Mexico City metro station

Camarones is a station along Line 7 of the Mexico City Metro. It is located in Colonia Barrio Santa Cruz Acayucan district in the Azcapotzalco borough, north of Mexico City, Mexico. The station was opened with the others along the northern portion of Line 7 on 29 November 1988.
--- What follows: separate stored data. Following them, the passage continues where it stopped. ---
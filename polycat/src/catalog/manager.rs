// Copyright (c) 2024-2025 DeepGraph Inc.
// SPDX-License-Identifier: Apache-2.0
//
//! Catalog - the single entry point to catalog state
//!
//! The [`Catalog`] owns the durable store, the id allocators, the event bus and
//! the small amount of process-local state (open table, tables flagged for
//! deletion, periodic processing, reconstructed view plans). Entity operations
//! are implemented in sibling modules as further `impl Catalog` blocks.
//!
//! # Concurrency
//! Every mutating operation holds the catalog-wide reentrant lock for its whole
//! duration, so composite operations can call other mutating operations. Reads
//! go straight to the store and never observe a torn value.

use super::collaborators::PlanNode;
use super::config::CatalogConfig;
use super::entities::*;
use super::error::{CatalogError, CatalogResult};
use super::events::{CatalogEvent, CatalogListener, EventBus, EventKind, ListenerId};
use super::ids::IdAllocators;
use super::periodic::PeriodicProcessor;
use super::store::CatalogStore;
use crate::storage::{create_storage_driver, reset_storage, StorageType, TreeStatistics};
use log::{debug, info, warn};
use parking_lot::{Mutex, ReentrantMutex, RwLock};
use serde::{Deserialize, Serialize};
use std::collections::{HashMap, HashSet};
use std::sync::Arc;
use std::time::Duration;

/// Name of the namespace created on an empty catalog
pub const DEFAULT_NAMESPACE: &str = "public";

/// Owner recorded on entities created by the catalog itself
pub const SYSTEM_USER: &str = "system";

/// Entity counts, as reported by `polycat stats`
#[derive(Debug, Clone, Default, PartialEq, Eq, Serialize, Deserialize)]
pub struct CatalogStatistics {
    pub namespaces: usize,
    pub tables: usize,
    pub columns: usize,
    pub keys: usize,
    pub constraints: usize,
    pub foreign_keys: usize,
    pub indexes: usize,
    pub adapters: usize,
    pub partition_groups: usize,
    pub partitions: usize,
    pub data_placements: usize,
    pub column_placements: usize,
    pub partition_placements: usize,
    pub graphs: usize,
}

pub struct Catalog {
    config: CatalogConfig,
    storage_type: StorageType,
    pub(crate) store: CatalogStore,
    pub(crate) ids: IdAllocators,
    pub(crate) lock: ReentrantMutex<()>,
    /// Table created without a primary key yet; blocks commit
    pub(crate) open_table: Mutex<Option<u64>>,
    pub(crate) flagged_for_deletion: Mutex<HashSet<u64>>,
    pub(crate) periodic: PeriodicProcessor,
    pub(crate) views: RwLock<HashMap<u64, Arc<dyn PlanNode>>>,
    events: EventBus,
}

impl Catalog {
    /// Open the catalog described by `config`
    ///
    /// Re-seeds every id allocator from the persisted state, creates the default
    /// namespace on an empty catalog and runs the consistency validator. A
    /// validation failure aborts the open.
    pub fn open(config: CatalogConfig) -> CatalogResult<Self> {
        let storage_type = config.resolve_storage_type();
        if config.reset && storage_type == StorageType::Sled {
            info!("Resetting catalog at {}", config.path.display());
            reset_storage(&config.path)?;
        }
        let driver = create_storage_driver(storage_type, &config.path, config.temporary)?;
        let store = CatalogStore::open(driver)?;

        let catalog = Self {
            periodic: PeriodicProcessor::new(Duration::from_secs(
                config.periodic_interval_secs.max(1),
            )),
            config,
            storage_type,
            store,
            ids: IdAllocators::default(),
            lock: ReentrantMutex::new(()),
            open_table: Mutex::new(None),
            flagged_for_deletion: Mutex::new(HashSet::new()),
            views: RwLock::new(HashMap::new()),
            events: EventBus::new(),
        };

        catalog.reseed_ids()?;
        if catalog.config.init_defaults && catalog.store.namespaces.is_empty()? {
            catalog.create_defaults()?;
        }
        catalog.validate()?;
        catalog.resume_periodic_processing()?;

        info!(
            "Opened {} catalog at {} ({} namespaces, {} tables)",
            catalog.storage_type,
            catalog.config.path.display(),
            catalog.store.namespaces.len()?,
            catalog.store.tables.len()?
        );
        Ok(catalog)
    }

    /// Ephemeral catalog with the default layout
    pub fn in_memory() -> CatalogResult<Self> {
        Self::open(CatalogConfig::in_memory())
    }

    pub fn config(&self) -> &CatalogConfig {
        &self.config
    }

    pub fn storage_type(&self) -> StorageType {
        self.storage_type
    }

    pub fn is_persistent(&self) -> bool {
        self.storage_type != StorageType::Memory
    }

    pub fn ids(&self) -> &IdAllocators {
        &self.ids
    }

    // -----------------------------------------------------------------------
    // Transaction boundary
    // -----------------------------------------------------------------------

    /// Persist every change since the previous commit
    ///
    /// Refused while a table created in this change set still lacks a primary key.
    pub fn commit(&self) -> CatalogResult<()> {
        let _guard = self.lock.lock();
        if let Some(table_id) = *self.open_table.lock() {
            let name = match self.store.tables.get(&table_id)? {
                Some(table) => table.name,
                None => table_id.to_string(),
            };
            return Err(CatalogError::NoTablePrimaryKey(name));
        }
        self.store.commit()?;
        debug!("Catalog committed");
        Ok(())
    }

    /// Discard every change since the previous commit
    pub fn rollback(&self) -> CatalogResult<()> {
        let _guard = self.lock.lock();
        self.store.rollback();
        *self.open_table.lock() = None;
        self.flagged_for_deletion.lock().clear();
        self.resume_periodic_processing()?;
        let mut views = self.views.write();
        let mut stale = Vec::new();
        for id in views.keys() {
            if !self.store.tables.contains(id)? {
                stale.push(*id);
            }
        }
        for id in stale {
            views.remove(&id);
        }
        debug!("Catalog rolled back");
        Ok(())
    }

    /// Discard uncommitted changes and release the store
    pub fn close(&self) -> CatalogResult<()> {
        let _guard = self.lock.lock();
        self.periodic.shutdown();
        if self.store.has_pending() {
            warn!("Closing catalog with uncommitted changes; they are discarded");
            self.store.rollback();
        }
        self.store.close()?;
        info!("Closed catalog at {}", self.config.path.display());
        Ok(())
    }

    /// Wipe every collection and re-create the default layout
    pub fn clear(&self) -> CatalogResult<()> {
        let _guard = self.lock.lock();
        self.store.clear()?;
        self.ids.reset_all();
        *self.open_table.lock() = None;
        self.flagged_for_deletion.lock().clear();
        self.views.write().clear();
        self.clear_periodic_processing();
        if self.config.init_defaults {
            self.create_defaults()?;
        }
        info!("Catalog cleared");
        Ok(())
    }

    fn create_defaults(&self) -> CatalogResult<()> {
        self.add_namespace(DEFAULT_NAMESPACE, DataModel::Relational, false)?;
        self.store.commit()?;
        Ok(())
    }

    /// Move every allocator one past the largest id present in the store
    pub(crate) fn reseed_ids(&self) -> CatalogResult<()> {
        let ids = &self.ids;
        ids.namespace.reseed(self.store.namespaces.last_key()?);
        ids.entity.reseed(self.store.tables.last_key()?);
        ids.column.reseed(self.store.columns.last_key()?);
        ids.key.reseed(self.store.keys.last_key()?);
        ids.constraint.reseed(self.store.constraints.last_key()?);
        ids.foreign_key.reseed(self.store.foreign_keys.last_key()?);
        ids.index.reseed(self.store.indexes.last_key()?);
        ids.adapter.reseed(self.store.adapters.last_key()?);
        ids.partition_group
            .reseed(self.store.partition_groups.last_key()?);
        ids.partition.reseed(self.store.partitions.last_key()?);
        let max_position = self
            .store
            .column_placements
            .values()?
            .iter()
            .map(|p| p.physical_position)
            .max();
        ids.physical_position.reseed(max_position);
        Ok(())
    }

    /// Track exactly the tables whose partitioning relies on periodic checks
    fn resume_periodic_processing(&self) -> CatalogResult<()> {
        let mut wanted = HashSet::new();
        for table in self.store.tables.values()? {
            if table.partition_property.relies_on_periodic_checks {
                wanted.insert(table.id);
            }
        }
        for table_id in self.periodic.tables() {
            if !wanted.contains(&table_id) {
                self.remove_table_from_periodic_processing(table_id);
            }
        }
        for table_id in wanted {
            self.add_table_to_periodic_processing(table_id)?;
        }
        Ok(())
    }

    // -----------------------------------------------------------------------
    // Events
    // -----------------------------------------------------------------------

    /// Register a listener by event name (`"table"`, `"columnPlacement"`, ...)
    pub fn add_listener(
        &self,
        event_name: &str,
        listener: Arc<dyn CatalogListener>,
    ) -> CatalogResult<ListenerId> {
        self.events.subscribe_named(event_name, listener)
    }

    pub fn add_listener_for(
        &self,
        kind: Option<EventKind>,
        listener: Arc<dyn CatalogListener>,
    ) -> ListenerId {
        self.events.subscribe(kind, listener)
    }

    pub fn remove_listener(&self, id: ListenerId) -> bool {
        self.events.unsubscribe(id)
    }

    pub(crate) fn emit(&self, event: CatalogEvent) {
        self.events.emit(event);
    }

    // -----------------------------------------------------------------------
    // Open table and deletion flags
    // -----------------------------------------------------------------------

    /// Table created in this change set that still lacks a primary key
    pub fn open_table(&self) -> Option<u64> {
        *self.open_table.lock()
    }

    pub(crate) fn set_open_table(&self, table_id: Option<u64>) {
        *self.open_table.lock() = table_id;
    }

    /// Exempt a table from placement coverage checks while it is being dropped
    pub fn flag_table_for_deletion(&self, table_id: u64, flag: bool) -> CatalogResult<()> {
        let _guard = self.lock.lock();
        let mut flagged = self.flagged_for_deletion.lock();
        if flag {
            if !flagged.insert(table_id) {
                return Err(CatalogError::InvariantViolation(format!(
                    "table {} is already flagged for deletion",
                    table_id
                )));
            }
        } else {
            flagged.remove(&table_id);
        }
        Ok(())
    }

    pub fn is_table_flagged_for_deletion(&self, table_id: u64) -> bool {
        self.flagged_for_deletion.lock().contains(&table_id)
    }

    // -----------------------------------------------------------------------
    // Id lookups; a miss is an integrity error
    // -----------------------------------------------------------------------

    pub(crate) fn namespace(&self, id: u64) -> CatalogResult<Namespace> {
        self.store
            .namespaces
            .get(&id)?
            .ok_or_else(|| CatalogError::integrity("namespace", id))
    }

    pub(crate) fn table(&self, id: u64) -> CatalogResult<Table> {
        self.store
            .tables
            .get(&id)?
            .ok_or_else(|| CatalogError::integrity("table", id))
    }

    pub(crate) fn column(&self, id: u64) -> CatalogResult<Column> {
        self.store
            .columns
            .get(&id)?
            .ok_or_else(|| CatalogError::integrity("column", id))
    }

    pub(crate) fn key(&self, id: u64) -> CatalogResult<Key> {
        self.store
            .keys
            .get(&id)?
            .ok_or_else(|| CatalogError::integrity("key", id))
    }

    pub(crate) fn adapter(&self, id: u64) -> CatalogResult<Adapter> {
        self.store
            .adapters
            .get(&id)?
            .ok_or_else(|| CatalogError::integrity("adapter", id))
    }

    pub(crate) fn partition_group(&self, id: u64) -> CatalogResult<PartitionGroup> {
        self.store
            .partition_groups
            .get(&id)?
            .ok_or_else(|| CatalogError::integrity("partition group", id))
    }

    pub(crate) fn partition(&self, id: u64) -> CatalogResult<Partition> {
        self.store
            .partitions
            .get(&id)?
            .ok_or_else(|| CatalogError::integrity("partition", id))
    }

    // -----------------------------------------------------------------------
    // Statistics
    // -----------------------------------------------------------------------

    pub fn statistics(&self) -> CatalogResult<CatalogStatistics> {
        let s = &self.store;
        Ok(CatalogStatistics {
            namespaces: s.namespaces.len()?,
            tables: s.tables.len()?,
            columns: s.columns.len()?,
            keys: s.keys.len()?,
            constraints: s.constraints.len()?,
            foreign_keys: s.foreign_keys.len()?,
            indexes: s.indexes.len()?,
            adapters: s.adapters.len()?,
            partition_groups: s.partition_groups.len()?,
            partitions: s.partitions.len()?,
            data_placements: s.data_placements.len()?,
            column_placements: s.column_placements.len()?,
            partition_placements: s.partition_placements.len()?,
            graphs: s.graphs.len()?,
        })
    }

    /// Committed size of every collection that the driver reports on
    pub fn collection_statistics(&self) -> CatalogResult<Vec<(String, TreeStatistics)>> {
        let mut stats = Vec::new();
        for name in self.store.collection_names() {
            if let Some(s) = self.store.collection_stats(&name)? {
                stats.push((name, s));
            }
        }
        Ok(stats)
    }
}

impl std::fmt::Debug for Catalog {
    fn fmt(&self, f: &mut std::fmt::Formatter<'_>) -> std::fmt::Result {
        f.debug_struct("Catalog")
            .field("path", &self.config.path)
            .field("storage_type", &self.storage_type)
            .field("open_table", &self.open_table())
            .finish()
    }
}

#[cfg(test)]
mod tests {
    use super::*;

    #[test]
    fn test_open_creates_default_namespace() {
        let catalog = Catalog::in_memory().unwrap();
        let ns = catalog.get_namespace_by_name(DEFAULT_NAMESPACE).unwrap();
        assert_eq!(ns.model, DataModel::Relational);
        assert!(!catalog.is_persistent());
        assert!(!catalog.store.has_pending());
    }

    #[test]
    fn test_clear_restores_default_layout() {
        let catalog = Catalog::in_memory().unwrap();
        catalog
            .add_namespace("sales", DataModel::Relational, false)
            .unwrap();
        catalog.commit().unwrap();

        catalog.clear().unwrap();
        let names: Vec<String> = catalog
            .get_namespaces(None)
            .unwrap()
            .into_iter()
            .map(|n| n.name)
            .collect();
        assert_eq!(names, vec![DEFAULT_NAMESPACE.to_string()]);
        assert_eq!(catalog.ids.namespace.peek(), 1);
    }

    #[test]
    fn test_flag_for_deletion_twice_is_refused() {
        let catalog = Catalog::in_memory().unwrap();
        catalog.flag_table_for_deletion(4, true).unwrap();
        assert!(catalog.flag_table_for_deletion(4, true).unwrap_err().is_invariant());
        catalog.flag_table_for_deletion(4, false).unwrap();
        assert!(!catalog.is_table_flagged_for_deletion(4));
    }
}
Its name and logo come from a town that once existed nearby, the town of Camarones. Camarón means shrimp, a name given because the adjoining river was home to a plentiful species of shrimp, known locally as Acociles (Cambarellus montezumae), which were part of the prehispanic, colonial and early 20th century diet of the inhabitants of Mexico City.
Near Camarones metro station is the Mexico City oil refinery. It also connects with trolleybus line I, which runs between Metro Chapultepec and Metro El Rosario.

==Ridership==
Annual passenger ridership (Note: The data here is limited to the most recent ten years to avoid excessive listings; earlier figures can be found in this page's history or on the Mexico City Metro website. To calculate the average daily ridership, the annual total is divided by 365 days (366 in leap years), with decimals omitted from the result. Each station per line is ranked individually, as the system counts transfer stations separately. The percentage change is calculated automatically using the data from the current year and the previous year.)
| Year | Ridership | Average daily | Rank | % change | Ref. |
| 2025 | 4,352,213 | 11,923 | 121/195 | | |
| 2024 | 4,352,893 | 11,893 | 114/195 | | |
| 2023 | 3,869,116 | 10,600 | 114/195 | | |
| 2022 | 3,955,844 | 10,837 | 108/195 | | |
| 2021 | 3,021,762 | 8,278 | 107/195 | | |
| 2020 | 3,118,407 | 8,520 | 114/195 | | |
| 2019 | 5,697,048 | 15,608 | 116/195 | | |
| 2018 | 5,694,915 | 15,602 | 115/195 | | |
| 2017 | 5,285,813 | 14,481 | 119/195 | | |
| 2016 | 5,508,612 | 15,050 | 119/195 | | |

==Services and accessibility==
It has accessibility for the disabled. It has services such as turnstiles and information screens.